My rifle. That’s the first thing. Strap it on like a second spine. Becomes part of you after a while – weight of it, heft of it, the way it digs into your shoulder when you’re scanning the ridgeline. Been carrying this bastard so long I wake up reaching for it before I open my eyes. Metal and polymer, sure, but it’s more than that now. It’s the difference between going home and staying here forever, bone-white in the dust.
Second thing? My watch. Cheap bit of kit, nothing fancy. Cost me twenty quid back home, but out here it’s worth more than all the currency notes some Afghan elder tried to press into my hand last week, like paper could buy back his son’s life. Time’s different in a ravine like this one. Sun hits the far wall around 0600, crawls across like it’s got all day – which it has, and we don’t. Watch tells me how many hours till the next patrol, how many days till I rotate out, how many minutes I’ve been alive since the RPG hit third section’s vehicle. Tick, tick, tick. Sometimes I hold it to my ear just to hear something that isn’t wind or small-arms fire echoing off these canyon walls.
Thing is, everything changes out here except the ground. Same rocks, same dust, same narrow passage that could be a deathtrap or just another stretch of nothing. But us? We change. Lads I came in with – fresh-faced, full of chat – they’ve got that look now. That thousand-yard stare they warn you about in training but you don’t really understand until you’ve seen your mate’s leg twenty feet from the rest of him. Time grinds you down like water on stone, except faster. Way faster.

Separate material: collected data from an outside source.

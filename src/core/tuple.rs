use std::fmt::Display;

use serde::{ser::SerializeMap, Serialize, Serializer};

use super::Datum;

/// One result row: column names paired with their values, in select order.
#[derive(Debug, Clone, Default, PartialEq)]
pub struct Tuple {
    pub keys: Vec<String>,
    pub values: Vec<Datum>,
}

/// Ordered sequence of rows produced by a query.
pub type RowSet = Vec<Tuple>;

impl Tuple {
    pub fn new(keys: Vec<String>, values: Vec<Datum>) -> Self {
        let mut tuple = Tuple::new_default();
        for (key, value) in keys.into_iter().zip(values) {
            tuple.insert(key, value);
        }
        tuple
    }

    pub fn new_default() -> Self {
        Tuple {
            keys: Vec::new(),
            values: Vec::new(),
        }
    }

    /// Sets `key` to `value`. A row is a mapping, so a repeated column name
    /// overwrites the earlier value in place.
    pub fn insert(&mut self, key: String, value: Datum) {
        match self.keys.iter().position(|k| *k == key) {
            Some(index) => self.values[index] = value,
            None => {
                self.keys.push(key);
                self.values.push(value);
            }
        }
    }

    pub fn len(&self) -> usize {
        self.keys.len()
    }

    pub fn is_empty(&self) -> bool {
        self.keys.is_empty()
    }

    pub fn get_by_name(&self, column_name: &str) -> Option<Datum> {
        self.keys
            .iter()
            .position(|key| key == column_name)
            .map(|index| self.values[index].clone())
    }

    /// Column-order independent rendering: `name:value` pairs sorted by
    /// column name and joined with `|`.
    pub fn canonical(&self) -> String {
        let mut pairs = self.keys.iter().zip(self.values.iter()).collect::<Vec<_>>();
        pairs.sort_by(|a, b| a.0.cmp(b.0));
        pairs
            .into_iter()
            .map(|(key, value)| format!("{key}:{value}"))
            .collect::<Vec<_>>()
            .join("|")
    }
}

impl Serialize for Tuple {
    fn serialize<S: Serializer>(&self, serializer: S) -> Result<S::Ok, S::Error> {
        let mut map = serializer.serialize_map(Some(self.keys.len()))?;
        for (key, value) in self.keys.iter().zip(self.values.iter()) {
            map.serialize_entry(key, value)?;
        }
        map.end()
    }
}

impl Display for Tuple {
    fn fmt(&self, f: &mut std::fmt::Formatter<'_>) -> std::fmt::Result {
        let result = self
            .values
            .iter()
            .map(|v| v.to_string())
            .collect::<Vec<_>>()
            .join(", ");

        write!(f, "{}", result)
    }
}

#[cfg(test)]
mod tests {
    use super::*;

    fn row(pairs: &[(&str, Datum)]) -> Tuple {
        let (keys, values): (Vec<_>, Vec<_>) = pairs
            .iter()
            .map(|(k, v)| (k.to_string(), v.clone()))
            .unzip();
        Tuple::new(keys, values)
    }

    #[test]
    fn canonical_ignores_column_order() {
        let a = row(&[("name", Datum::String("ada".into())), ("id", Datum::Int(1))]);
        let b = row(&[("id", Datum::Int(1)), ("name", Datum::String("ada".into()))]);
        assert_eq!(a.canonical(), "id:1|name:ada");
        assert_eq!(a.canonical(), b.canonical());
    }

    #[test]
    fn repeated_column_keeps_last_value() {
        let t = row(&[("id", Datum::Int(1)), ("id", Datum::Int(2))]);
        assert_eq!(t.len(), 1);
        assert_eq!(t.get_by_name("id"), Some(Datum::Int(2)));
    }

    #[test]
    fn serializes_as_object_in_select_order() {
        let t = row(&[("name", Datum::String("ada".into())), ("id", Datum::Int(1))]);
        assert_eq!(serde_json::to_string(&t).unwrap(), r#"{"name":"ada","id":1}"#);
        assert_eq!(t.to_string(), "ada, 1");
    }
}
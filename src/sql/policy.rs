use log::debug;
use sqlparser::{
    dialect::SQLiteDialect,
    tokenizer::{Token, Tokenizer, Whitespace},
};

use crate::{
    core::{ErrorKind, SQLError},
    lesson::ExerciseMode,
};

/// Statement categories refused for lessons that only read data.
pub const READ_ONLY_DENYLIST: &[&str] =
    &["insert", "update", "delete", "drop", "alter", "create", "attach"];

/// Mutation-teaching lessons may alter their private copy, but never reach
/// outside it.
pub const MUTATION_DENYLIST: &[&str] = &["attach"];

pub const DEFAULT_MAX_JOINS: usize = 3;

/// Pre-execution filter applied to every statement, student or reference.
#[derive(Debug, Clone, Copy)]
pub struct PolicyGuard {
    max_joins: usize,
}

impl Default for PolicyGuard {
    fn default() -> Self {
        Self::new(DEFAULT_MAX_JOINS)
    }
}

impl PolicyGuard {
    pub fn new(max_joins: usize) -> Self {
        Self { max_joins }
    }

    pub fn denylist(mode: ExerciseMode) -> &'static [&'static str] {
        match mode {
            ExerciseMode::ReadOnly => READ_ONLY_DENYLIST,
            ExerciseMode::MutationTeaching => MUTATION_DENYLIST,
        }
    }

    /// Returns the statement unchanged when it passes the rules for `mode`.
    pub fn check<'a>(&self, statement: &'a str, mode: ExerciseMode) -> Result<&'a str, SQLError> {
        let words = match keywords(statement) {
            Some(words) => Classified::Tokens(words),
            None => {
                debug!("Statement does not tokenize, matching on raw text");
                Classified::Text(statement.to_lowercase())
            }
        };

        if let Some(token) = Self::denylist(mode).iter().find(|t| words.contains(t)) {
            return Err(SQLError::new(
                ErrorKind::PolicyViolation,
                format!("Operation not allowed: {token}"),
            ));
        }

        if words.count("join") > self.max_joins {
            return Err(SQLError::new(ErrorKind::PolicyViolation, "Too many JOINs"));
        }

        Ok(statement)
    }
}

enum Classified {
    /// Lower-cased unquoted words of a statement that tokenized cleanly.
    Tokens(Vec<String>),
    /// Lower-cased raw text, matched by substring.
    Text(String),
}

impl Classified {
    fn contains(&self, token: &str) -> bool {
        match self {
            Classified::Tokens(words) => words.iter().any(|w| w == token),
            Classified::Text(text) => text.contains(token),
        }
    }

    fn count(&self, token: &str) -> usize {
        match self {
            Classified::Tokens(words) => words.iter().filter(|w| *w == token).count(),
            Classified::Text(text) => text.matches(token).count(),
        }
    }
}

/// Unquoted words of `statement`, lower-cased. Literals, quoted identifiers
/// and comments are not words. `None` if the statement does not tokenize
/// the way SQLite would read it.
fn keywords(statement: &str) -> Option<Vec<String>> {
    let dialect = SQLiteDialect {};
    let tokens = Tokenizer::new(&dialect, statement).tokenize().ok()?;
    // SQLite ends a block comment at the first `*/`, sqlparser nests them.
    let nested_comment = tokens.iter().any(|token| {
        matches!(token, Token::Whitespace(Whitespace::MultiLineComment(body)) if body.contains("/*"))
    });
    if nested_comment {
        return None;
    }
    Some(
        tokens
            .into_iter()
            .filter_map(|token| match token {
                Token::Word(w) if w.quote_style.is_none() => Some(w.value.to_lowercase()),
                _ => None,
            })
            .collect(),
    )
}
#[macro_use]
extern crate lazy_static;

pub mod config;
pub mod core;
pub mod lesson;
pub mod metrics;
pub mod sql;
pub mod storage;
pub mod util;

pub use crate::core::{Datum, ErrorKind, RowSet, SQLError, Tuple};
pub use sql::{
    session::{AuditFinding, QueryResult, ValidationResult},
    Session, SessionContext,
};
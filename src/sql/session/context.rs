use std::sync::Arc;

use crate::{
    config::Config,
    lesson::{FileLessonRepository, LessonRepository},
    sql::policy::PolicyGuard,
    storage::DatasetStore,
};

/// Collaborators shared by every request a session serves.
pub struct SessionContext {
    pub lessons: Arc<dyn LessonRepository>,
    pub datasets: DatasetStore,
    pub policy: PolicyGuard,
}

impl SessionContext {
    pub fn from_config(config: &Config) -> Self {
        Self {
            lessons: Arc::new(FileLessonRepository::new(
                config.storage.content_dir.clone(),
                config.validation.mutation_lessons.clone(),
            )),
            datasets: DatasetStore::new(config.storage.data_dir.clone()),
            policy: PolicyGuard::new(config.validation.max_joins),
        }
    }
}
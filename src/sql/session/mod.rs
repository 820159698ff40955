pub mod context;

use std::{collections::HashSet, time::Instant};

use log::{debug, error, info, warn};
use serde::Serialize;

use self::context::SessionContext;
use super::{
    compare,
    runtime::{self, executor, MutationOutcome, Outcome},
};
use crate::{
    core::{ErrorKind, RowSet, SQLError},
    lesson::{ExerciseMode, Lesson},
    metrics,
};

pub const CORRECT: &str = "Correct! Well done.";
pub const INCORRECT_ROWS: &str = "Incorrect. Compare your results with the expected output.";
pub const INCORRECT_MUTATION: &str = "Incorrect. Check your syntax.";
pub const EMPTY_QUERY: &str = "Empty query";
pub const LESSON_NOT_FOUND: &str = "Lesson not found";
pub const EXERCISE_NOT_FOUND: &str = "Exercise not found";
pub const NO_SOLUTION: &str = "Exercise has no reference solution";

/// Verdict for one submitted statement. Row sets are empty for
/// mutation-teaching exercises and for rejected statements.
#[derive(Debug, Clone, PartialEq, Serialize)]
#[serde(rename_all = "camelCase")]
pub struct ValidationResult {
    pub valid: bool,
    pub message: String,
    pub student_rows: RowSet,
    pub reference_rows: RowSet,
}

impl ValidationResult {
    pub fn failed(message: impl Into<String>) -> Self {
        Self {
            valid: false,
            message: message.into(),
            student_rows: RowSet::new(),
            reference_rows: RowSet::new(),
        }
    }

    /// The student's statement never produced an outcome.
    fn rejected(err: &SQLError) -> Self {
        match err.kind {
            ErrorKind::ExecutionError => Self::failed(format!("Query Error: {}", err.message)),
            _ => Self::failed(err.message.clone()),
        }
    }
}

/// Result of a free-form query run against a lesson's dataset.
#[derive(Debug, Clone, PartialEq, Serialize)]
#[serde(rename_all = "camelCase")]
pub struct QueryResult {
    pub success: bool,
    pub data: RowSet,
    pub columns: Vec<String>,
    /// Seconds.
    pub execution_time: f64,
    #[serde(skip_serializing_if = "Option::is_none")]
    pub error: Option<String>,
}

#[derive(Debug, Clone, PartialEq, Eq, Serialize)]
#[serde(rename_all = "camelCase")]
pub struct AuditFinding {
    pub exercise_id: String,
    pub message: String,
}

/// Entry point of the validation engine. Holds no per-request state, so one
/// session serves any number of concurrent requests.
pub struct Session {
    ctx: SessionContext,
}

impl Session {
    pub fn new(ctx: SessionContext) -> Self {
        Self { ctx }
    }

    pub fn context(&self) -> &SessionContext {
        &self.ctx
    }

    pub fn lessons(&self) -> Result<Vec<Lesson>, SQLError> {
        self.ctx.lessons.all_lessons()
    }

    pub fn lesson(&self, lesson_id: &str) -> Result<Lesson, SQLError> {
        self.ctx
            .lessons
            .get_lesson(lesson_id)?
            .ok_or_else(|| SQLError::new(ErrorKind::InputError, LESSON_NOT_FOUND))
    }

    /// Grades `statement` against the reference solution of an exercise.
    ///
    /// Every failure caused by the submission comes back as
    /// `Ok(ValidationResult { valid: false, .. })`. Only resource errors
    /// (missing dataset, failed copy, unreadable lesson content) are returned
    /// as `Err`. Handles acquired for the request are released before this
    /// returns, whatever the outcome.
    pub fn validate(
        &self,
        lesson_id: &str,
        exercise_id: &str,
        statement: &str,
    ) -> Result<ValidationResult, SQLError> {
        info!("Validating lesson {} exercise {}", lesson_id, exercise_id);
        let timer = metrics::VALIDATION_SECONDS.start_timer();
        let result = match self.grade(lesson_id, exercise_id, statement) {
            Ok(result) => Ok(result),
            Err(err) if err.is_resource() => {
                error!(
                    "Validation of lesson {} exercise {} aborted: {}",
                    lesson_id, exercise_id, err
                );
                Err(err)
            }
            Err(err) => {
                info!(
                    "Lesson {} exercise {} not graded: {}",
                    lesson_id, exercise_id, err
                );
                Ok(ValidationResult::failed(err.message))
            }
        };
        timer.observe_duration();

        let outcome = match &result {
            Ok(r) if r.valid => "valid",
            Ok(_) => "invalid",
            Err(_) => "error",
        };
        metrics::VALIDATIONS.with_label_values(&[outcome]).inc();
        result
    }

    fn grade(
        &self,
        lesson_id: &str,
        exercise_id: &str,
        statement: &str,
    ) -> Result<ValidationResult, SQLError> {
        if statement.trim().is_empty() {
            return Err(SQLError::new(ErrorKind::InputError, EMPTY_QUERY));
        }
        let lesson = self.lesson(lesson_id)?;
        let exercise = lesson
            .find_exercise(exercise_id)
            .ok_or_else(|| SQLError::new(ErrorKind::InputError, EXERCISE_NOT_FOUND))?;
        let solution = exercise
            .solution()
            .ok_or_else(|| SQLError::new(ErrorKind::InputError, NO_SOLUTION))?;
        let mode = lesson.mode();
        debug!("Lesson {} runs in {:?} mode", lesson_id, mode);

        // Released on every path out of this function.
        let databases = self.ctx.datasets.acquire(lesson_id, mode)?;

        let student = match self
            .ctx
            .policy
            .check(statement, mode)
            .and_then(|s| runtime::run(databases.student(), s, mode))
        {
            Ok(outcome) => outcome,
            Err(err) => {
                info!(
                    "Student statement for lesson {} exercise {} rejected: {}",
                    lesson_id, exercise_id, err
                );
                return Ok(ValidationResult::rejected(&err));
            }
        };

        let reference = match self
            .ctx
            .policy
            .check(solution, mode)
            .and_then(|s| runtime::run(databases.reference(), s, mode))
        {
            Ok(outcome) => outcome,
            Err(err) => {
                error!(
                    "Reference solution of lesson {} exercise {} failed, lesson content is broken: {}",
                    lesson_id, exercise_id, err
                );
                match mode {
                    ExerciseMode::MutationTeaching => MutationOutcome::failed(err.message).into(),
                    ExerciseMode::ReadOnly => return Err(err),
                }
            }
        };

        let valid = compare::equal(mode, &student, &reference);
        let message = match (valid, mode) {
            (true, _) => CORRECT,
            (false, ExerciseMode::ReadOnly) => INCORRECT_ROWS,
            (false, ExerciseMode::MutationTeaching) => INCORRECT_MUTATION,
        };
        if let (Outcome::Mutation(s), Outcome::Mutation(r)) = (&student, &reference) {
            debug!("Mutation outcomes: student {:?}, reference {:?}", s, r);
        }
        Ok(ValidationResult {
            valid,
            message: message.to_string(),
            student_rows: student.into_rows(),
            reference_rows: reference.into_rows(),
        })
    }

    /// Runs a free-form query against a lesson's dataset under the read-only
    /// policy, whatever the lesson teaches.
    pub fn run_query(&self, lesson_id: &str, statement: &str) -> Result<QueryResult, SQLError> {
        let started = Instant::now();
        let result = self.sandbox(lesson_id, statement);
        let execution_time = started.elapsed().as_secs_f64();
        match result {
            Ok(rows) => Ok(QueryResult {
                success: true,
                data: rows.rows,
                columns: rows.columns,
                execution_time,
                error: None,
            }),
            Err(err) if err.is_resource() => {
                error!("Query against lesson {} aborted: {}", lesson_id, err);
                Err(err)
            }
            Err(err) => Ok(QueryResult {
                success: false,
                data: RowSet::new(),
                columns: Vec::new(),
                execution_time,
                error: Some(err.message),
            }),
        }
    }

    fn sandbox(&self, lesson_id: &str, statement: &str) -> Result<executor::QueryRows, SQLError> {
        if statement.trim().is_empty() {
            return Err(SQLError::new(ErrorKind::InputError, EMPTY_QUERY));
        }
        self.lesson(lesson_id)?;
        let handle = self.ctx.datasets.open_shared(lesson_id)?;
        let statement = self.ctx.policy.check(statement, ExerciseMode::ReadOnly)?;
        executor::query(handle.connection(), statement)
    }

    /// Validates every exercise's reference solution against itself and
    /// reports the exercises that would not accept their own answer.
    pub fn audit_lesson(&self, lesson_id: &str) -> Result<Vec<AuditFinding>, SQLError> {
        let lesson = self.lesson(lesson_id)?;
        let mut seen = HashSet::new();
        let mut findings = Vec::new();
        let mut total = 0;
        for exercise in lesson.exercises() {
            total += 1;
            let message = if !seen.insert(exercise.id()) {
                Some(format!(
                    "Duplicate exercise id {}, only the first is reachable",
                    exercise.id()
                ))
            } else {
                match exercise.solution() {
                    None => Some(NO_SOLUTION.to_string()),
                    Some(solution) => {
                        let result = self.validate(lesson_id, exercise.id(), solution)?;
                        (!result.valid).then_some(result.message)
                    }
                }
            };
            if let Some(message) = message {
                warn!(
                    "Lesson {} exercise {} fails its own solution: {}",
                    lesson_id,
                    exercise.id(),
                    message
                );
                findings.push(AuditFinding {
                    exercise_id: exercise.id().to_string(),
                    message,
                });
            }
        }
        info!(
            "Audited lesson {}: {} of {} exercises need attention",
            lesson_id,
            findings.len(),
            total
        );
        Ok(findings)
    }
}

They told us we were making a difference. Coin of the realm, they said – hearts and minds, winning the locals over one handshake at a time. But currency doesn’t buy much when the valley’s full of blokes who’d rather see us dead. You can’t purchase trust with infrastructure projects and medical clinics when night falls and the Taliban come down from the high ground. Some transactions can’t be made, no matter how much you’re willing to spend.
This ravine runs six kilometres north to south. We patrol it twice daily. Same route, different day, waiting to see if today’s the day someone’s buried an IED in the track or if we’ll catch rounds from the eastern ridge again. It’s like Groundhog Day, if Groundhog Day could kill you. Everything’s always about to happen and nothing ever really changes. Except us. We keep changing. Getting harder. Getting quieter. Getting through.
So yeah, those are my two favourite things. My rifle and my watch. One tells me I’m still dangerous. The other tells me I’m still alive. Out here in this gash in the earth, that’s about all you can ask for.